In other words, nothing looks fluky here. It’s not like Megill is completely out of nowhere, either; he compiled a 3.63 ERA, 2.13 FIP, and 3.14 xFIP for Milwaukee last year. He’s striking out a third of the batters he faces and walking almost no one. Maybe he won’t keep this form up forever – reliever performance is volatile and Megill is on the back side of the aging curve – but this is hardly a smoke and mirrors situation. He’s top 10 in strikeout rate among relievers who have thrown 50 or more innings since the start of 2023. He’s top five in K-BB%, second in FIP, top five in SIERA; look, I could quote a bunch of names of things, but the point is that he’s been nothing short of spectacular.

His chief lieutenants don’t have the same eye-popping stuff that makes Megill’s status seem so secure. Bryan Hudson is the current setup man, and he’s everything that Megill is not. He lives in the lower 90s and makes a living mixing and matching fastballs, cutters, and sliders. His fastball mostly works via deception.

At 6-foot-8, he’s throwing from an unconventional angle. To be more specific, it’s an unconventionally low angle: That odd release point – it’s one of the most extreme first-base-side releases in the majors, even with Hudson starting in the middle of the rubber – gives hitters fits. He also gets a good deal of rise despite the sidearm release, which is how he’s missing bats despite uninspiring velocity. Both of his secondaries – a sweeping slider and a tight cutter – play off that arm slot.
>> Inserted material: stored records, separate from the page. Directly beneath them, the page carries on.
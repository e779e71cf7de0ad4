use std::{collections::HashMap, time::Duration};

use tempfile::tempdir;
use xmrt_autonomy::{
    AutonomyRuntime, ComponentStatus, CoordinatorConfig, CycleOutcome, Lifecycle, StoreBackend,
};

const DOCUMENT: &str = r#"
[engine]
reflection_budget = 2
call_timeout_ms = 1000

[feeds]
simulate = true
identities = ["worker_001", "worker_002", "worker_003"]
[feeds.mesh_mapping]
worker_001 = "mesh_001"
worker_002 = "mesh_002"

[[components]]
id = "leaderboard-agent"
cycle_interval_seconds = 10
[[components.actions]]
kind = "refresh_leaderboard"
[[components.actions]]
kind = "consolidate_memory"

[[components]]
id = "treasury-agent"
cycle_interval_seconds = 30
[[components.actions]]
kind = "allocate_treasury"
"#;

fn config(dir: &std::path::Path) -> CoordinatorConfig {
    let mut config = CoordinatorConfig::from_toml_str(DOCUMENT).unwrap();
    config.store.backend = StoreBackend::File;
    config.store.path = dir.join("state");
    config
}

#[tokio::test(start_paused = true)]
async fn runtime_cycles_publish_leaderboard_and_allocation() {
    let dir = tempdir().unwrap();
    let runtime = AutonomyRuntime::builder(config(dir.path())).build().await.unwrap();
    let started = runtime.start_all().unwrap();
    assert_eq!(started, vec!["leaderboard-agent", "treasury-agent"]);

    tokio::time::sleep(Duration::from_secs(25)).await;

    let leaderboard = runtime.leaderboard().await.unwrap();
    let ranks: Vec<usize> = leaderboard.entries.iter().map(|e| e.rank).collect();
    assert_eq!(ranks, vec![1, 2, 3]);
    assert_eq!(leaderboard.entries[0].identity, "worker_001");

    let allocation = runtime.allocation().await.unwrap();
    allocation.verify().unwrap();
    assert!((allocation.treasury_ratio - 0.85).abs() < f64::EPSILON);

    let status = runtime.status();
    assert!(status.iter().all(|s| s.running && s.lifecycle == Lifecycle::Running));
    assert!(status.iter().all(|s| s.last_outcome == Some(CycleOutcome::Success)));

    let events = runtime.events();
    assert!(!events.events_of("autonomy.cycle.completed").is_empty());
    assert!(!events.events_of("treasury.allocation.computed").is_empty());

    runtime.shutdown().await;
    assert!(runtime.status().iter().all(|s| !s.running));
}

#[tokio::test(start_paused = true)]
async fn restart_resumes_cycle_ids_and_history() {
    let dir = tempdir().unwrap();
    let last = {
        let runtime = AutonomyRuntime::builder(config(dir.path())).build().await.unwrap();
        runtime.start("leaderboard-agent").unwrap();
        tokio::time::sleep(Duration::from_secs(25)).await;
        runtime.shutdown().await;
        let history = runtime.history("leaderboard-agent", 16).await.unwrap();
        history.last().unwrap().cycle_id
    };
    assert_eq!(last, 3);

    let runtime = AutonomyRuntime::builder(config(dir.path())).build().await.unwrap();
    let persisted = runtime.history("leaderboard-agent", 16).await.unwrap();
    assert_eq!(
        persisted.iter().map(|r| r.cycle_id).collect::<Vec<_>>(),
        vec![1, 2, 3]
    );
    assert!(runtime.leaderboard().await.is_some());

    let status: HashMap<String, ComponentStatus> =
        runtime.status().into_iter().map(|s| (s.id.clone(), s)).collect();
    let restored = &status["leaderboard-agent"];
    assert_eq!(restored.last_cycle_id, Some(3));
    assert_eq!(restored.last_outcome, persisted.last().map(|r| r.outcome));
    assert!(!restored.running);
    assert_eq!(status["treasury-agent"].last_cycle_id, None);

    runtime.start("leaderboard-agent").unwrap();
    tokio::time::sleep(Duration::from_millis(100)).await;
    let resumed = runtime.history("leaderboard-agent", 1).await.unwrap();
    assert_eq!(resumed[0].cycle_id, 4);
    runtime.shutdown().await;
}
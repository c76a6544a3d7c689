use std::io;
use std::time::Duration;

use crossterm::event::{self, Event, KeyCode, KeyEvent, KeyEventKind, KeyModifiers};

use super::app_state::App;

impl App {
    /// Wait up to `timeout` for a terminal event and handle it
    pub fn handle_events(&mut self, timeout: Duration) -> io::Result<()> {
        if !event::poll(timeout)? {
            return Ok(());
        }

        match event::read()? {
            // Check that it's a key press event to avoid duplicates
            Event::Key(key_event) if key_event.kind == KeyEventKind::Press => {
                self.handle_key_event(key_event);
            }
            _ => {}
        }
        Ok(())
    }

    /// Handle key press events
    pub fn handle_key_event(&mut self, key: KeyEvent) {
        match key.code {
            KeyCode::Esc => self.quit(),
            KeyCode::Char('c') if key.modifiers.contains(KeyModifiers::CONTROL) => self.quit(),

            KeyCode::Enter => self.submit(),
            // The textarea would insert a newline for these; the field is single-line
            KeyCode::Char('m') | KeyCode::Char('j')
                if key.modifiers.contains(KeyModifiers::CONTROL) => {}

            // Results navigation
            KeyCode::Up => self.results_scroll.scroll_up(1),
            KeyCode::Down => self.results_scroll.scroll_down(1),
            KeyCode::PageUp => self.results_scroll.page_up(),
            KeyCode::PageDown => self.results_scroll.page_down(),

            // Everything else edits the input field
            _ => {
                if self.input.input(key) {
                    self.sync_query();
                }
            }
        }
    }

    fn sync_query(&mut self) {
        let text = self.query().to_string();
        self.controller.set_query(&text);
    }
}

#[cfg(test)]
#[path = "app_events_tests.rs"]
mod app_events_tests;
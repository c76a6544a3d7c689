//! Trailing-edge debouncer
//!
//! Holds at most one pending deferred action. Scheduling replaces whatever
//! was pending, so only the most recent trigger ever fires. Time is passed in
//! by the caller; the debouncer never reads the clock itself.

use std::time::{Duration, Instant};

/// Default quiet period before a submission is dispatched
pub const DEFAULT_DEBOUNCE_MS: u64 = 500;

#[derive(Debug)]
struct Pending<T> {
    deadline: Instant,
    payload: T,
}

/// Single-slot debounce timer carrying the arguments of the latest trigger
#[derive(Debug)]
pub struct Debouncer<T> {
    delay: Duration,
    pending: Option<Pending<T>>,
}

impl<T> Debouncer<T> {
    pub fn new(delay_ms: u64) -> Self {
        Self {
            delay: Duration::from_millis(delay_ms),
            pending: None,
        }
    }

    pub fn delay(&self) -> Duration {
        self.delay
    }

    /// Arm the timer, replacing any pending one
    ///
    /// Returns the payload of the timer that was cancelled, if any.
    pub fn schedule(&mut self, now: Instant, payload: T) -> Option<T> {
        let replaced = self.pending.replace(Pending {
            deadline: now + self.delay,
            payload,
        });
        replaced.map(|p| p.payload)
    }

    /// Disarm the timer without firing it
    pub fn cancel(&mut self) -> Option<T> {
        self.pending.take().map(|p| p.payload)
    }

    pub fn is_armed(&self) -> bool {
        self.pending.is_some()
    }

    /// Fire the timer if its deadline has passed
    ///
    /// A fired timer is disarmed and its payload handed back to the caller.
    pub fn fire_if_due(&mut self, now: Instant) -> Option<T> {
        match &self.pending {
            Some(p) if now >= p.deadline => self.pending.take().map(|p| p.payload),
            _ => None,
        }
    }

    /// Time left until the pending timer fires, or None when disarmed
    pub fn time_until_due(&self, now: Instant) -> Option<Duration> {
        self.pending
            .as_ref()
            .map(|p| p.deadline.saturating_duration_since(now))
    }
}

impl<T> Default for Debouncer<T> {
    fn default() -> Self {
        Self::new(DEFAULT_DEBOUNCE_MS)
    }
}

#[cfg(test)]
#[path = "debouncer_tests.rs"]
mod debouncer_tests;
Elvis Peguero, who also handles high leverage situations for the Crew, is nothing like either Megill or Hudson. He throws his slider more than half the time and batters still can’t figure it out. He walks a ton of batters and strikes out fewer than you’d expect for a slider-first reliever, but his slider has consistently generated weak contact. If you’re a nervous fingernail chewer, Peguero will have you gnawing away, but he gets the job done more often than not.